Correios anunciam corte de gastos e fechamento de mil agências

Os Correios apresentaram nesta segunda-feira (29) um plano de reestruturação que prevê corte de aproximadamente R$ 2 bilhões em gastos com pessoal, venda de imóveis e o fechamento de cerca de mil agências em todo o país. Atualmente, a estatal conta com cerca de 5 mil unidades.
Entre as principais medidas está a implementação de um Programa de Demissão Voluntária (PDV). A expectativa é reduzir o quadro em até 15 mil funcionários nos próximos dois anos, o que representa uma diminuição de cerca de 18% na folha de pagamento.
O plano foi detalhado pelo presidente dos Correios, Emmanoel Rondon, durante entrevista coletiva em Brasília. Segundo ele, o atual modelo econômico-financeiro da empresa deixou de ser viável, após o registro de 12 trimestres consecutivos de prejuízo.
Para reforçar o caixa e quitar dívidas, a estatal contratou um empréstimo de R$ 12 bilhões junto a um consórcio de bancos.
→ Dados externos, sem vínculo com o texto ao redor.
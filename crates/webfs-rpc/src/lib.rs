//! # webfs-rpc
//!
//! Call/response plumbing between the WebFS server and its peers.
//!
//! - [`codec`]: lazy MessagePack element lists. A message is one array; each
//!   element can be sliced out and decoded on demand, so a receiver can read
//!   the frame header before deciding how to read the rest.
//! - [`frame`]: the three frame kinds (`Ready`, `Call`, `Reply`).
//! - [`transport`]: the message transport seam, with WebSocket and
//!   in-memory implementations.
//! - [`connection`]: [`PeerConnection`], which owns a transport, runs the
//!   receive loop, gates sends, performs the readiness handshake, and
//!   correlates replies.
//! - [`dispatch`]: [`FsService`] answers filesystem calls from a local
//!   [`AsyncFsOps`](webfs_kernel::AsyncFsOps); [`RemoteFs`] makes them.

pub mod codec;
pub mod connection;
pub mod constants;
pub mod dispatch;
pub mod error;
pub mod frame;
pub mod transport;

pub use codec::{ArgList, Element, LazyElementList};
pub use connection::{CallHandler, ConnectionId, ConnectionOptions, ConnectionState, PeerConnection, RejectCalls};
pub use dispatch::{FsMethod, FsService, RemoteFs};
pub use error::{ProtocolError, RpcError, RpcResult};
pub use frame::Frame;
pub use transport::{Chunk, MessageSink, MessageSource, Transport};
Banco do Brasil, Caixa Econômica Federal e Bradesco aportarão R$ 3 bilhões cada, enquanto Itaú e Santander contribuirão com R$ 1,5 bilhão cada. A previsão é que R$ 10 bilhões entrem no caixa da empresa até quarta-feira (31), com o restante liberado em janeiro de 2026.
O plano tem como meta recuperar a saúde financeira dos Correios em 2026 e permitir o retorno ao lucro a partir de 2027. Além do corte de custos com pessoal, a empresa pretende arrecadar R$ 1,5 bilhão com a venda de imóveis não operacionais, reduzir mil pontos de atendimento deficitários e reformular o plano de saúde dos funcionários, o Postal Saúde, para economizar cerca de R$ 500 milhões por ano.
Em setembro, os Correios divulgaram prejuízo de R$ 4,3 bilhões no primeiro semestre de 2025, valor bem superior ao registrado no mesmo período de 2024, quando as perdas somaram R$ 1,3 bilhão. Segundo Rondon, sem ajustes imediatos, o prejuízo pode chegar a R$ 23 bilhões em 2026.
A empresa também pretende aumentar receitas, com a meta de alcançar R$ 21 bilhões em 2027. Nos últimos anos, porém, houve queda no faturamento, influenciada, entre outros fatores, pela implementação do programa Remessa Conforme, que alterou as regras de importação e ampliou a concorrência no transporte de encomendas internacionais.
Além disso, os Correios planejam investir R$ 4,4 bilhões entre 2027 e 2030, com recursos a serem captados junto ao Novo Banco de Desenvolvimento do Brics. Os investimentos devem ser direcionados à automação de centros de tratamento, modernização da frota, infraestrutura de tecnologia da informação e redesenho da malha logística.
O contrato do empréstimo de R$ 12 bilhões tem validade até 2040, conta com garantia da União, prevê carência de três anos e início dos pagamentos em dezembro de 2029. Durante a coletiva, o presidente da estatal não descartou a possibilidade de novas captações, que poderiam chegar a mais R$ 8 bilhões.
Outro ponto sensível do plano envolve o Postal Saúde. Segundo Rondon, o plano de saúde dos funcionários precisa ser revisto devido ao alto custo para a empresa. A operadora enfrenta dificuldades financeiras e depende diretamente dos repasses dos Correios, cenário que tem afetado a continuidade do atendimento em algumas redes hospitalares.